### Task directions
What lines in the records below include the word "pretty"? Return each one.
** Input material follows **
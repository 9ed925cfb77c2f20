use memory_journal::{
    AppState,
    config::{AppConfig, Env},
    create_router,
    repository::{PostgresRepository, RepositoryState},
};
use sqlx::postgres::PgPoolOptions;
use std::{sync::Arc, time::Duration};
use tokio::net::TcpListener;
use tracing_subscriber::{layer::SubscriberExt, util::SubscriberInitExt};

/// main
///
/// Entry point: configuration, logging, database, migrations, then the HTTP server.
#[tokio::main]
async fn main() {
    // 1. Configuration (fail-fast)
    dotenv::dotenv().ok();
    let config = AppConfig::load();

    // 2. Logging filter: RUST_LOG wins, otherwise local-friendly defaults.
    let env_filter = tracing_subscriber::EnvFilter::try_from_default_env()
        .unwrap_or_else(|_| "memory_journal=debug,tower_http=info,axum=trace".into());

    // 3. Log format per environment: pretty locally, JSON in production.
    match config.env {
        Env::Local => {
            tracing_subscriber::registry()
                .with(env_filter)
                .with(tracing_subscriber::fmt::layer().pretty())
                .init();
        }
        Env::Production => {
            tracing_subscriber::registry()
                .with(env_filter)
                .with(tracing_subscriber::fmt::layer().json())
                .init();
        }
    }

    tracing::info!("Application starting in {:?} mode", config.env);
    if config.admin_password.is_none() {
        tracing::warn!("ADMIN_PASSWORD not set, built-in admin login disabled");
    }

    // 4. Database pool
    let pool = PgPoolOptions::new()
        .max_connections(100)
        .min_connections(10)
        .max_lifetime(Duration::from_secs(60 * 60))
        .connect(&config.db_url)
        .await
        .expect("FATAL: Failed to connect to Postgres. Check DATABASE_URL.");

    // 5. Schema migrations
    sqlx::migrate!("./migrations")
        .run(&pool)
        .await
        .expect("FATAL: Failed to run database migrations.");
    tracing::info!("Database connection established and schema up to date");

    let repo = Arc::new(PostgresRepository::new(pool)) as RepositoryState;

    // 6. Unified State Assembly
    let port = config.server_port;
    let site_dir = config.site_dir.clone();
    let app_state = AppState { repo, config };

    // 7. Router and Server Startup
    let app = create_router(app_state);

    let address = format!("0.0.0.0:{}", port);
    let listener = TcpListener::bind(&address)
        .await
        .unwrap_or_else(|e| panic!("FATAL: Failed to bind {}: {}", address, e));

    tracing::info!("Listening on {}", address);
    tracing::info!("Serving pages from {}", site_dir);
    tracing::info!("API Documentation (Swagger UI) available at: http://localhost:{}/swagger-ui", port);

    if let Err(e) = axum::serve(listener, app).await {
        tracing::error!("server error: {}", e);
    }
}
** End of Input material **
### Response area
    // 3. Log format per environment: pretty locally, JSON in production.
                .with(tracing_subscriber::fmt::layer().pretty())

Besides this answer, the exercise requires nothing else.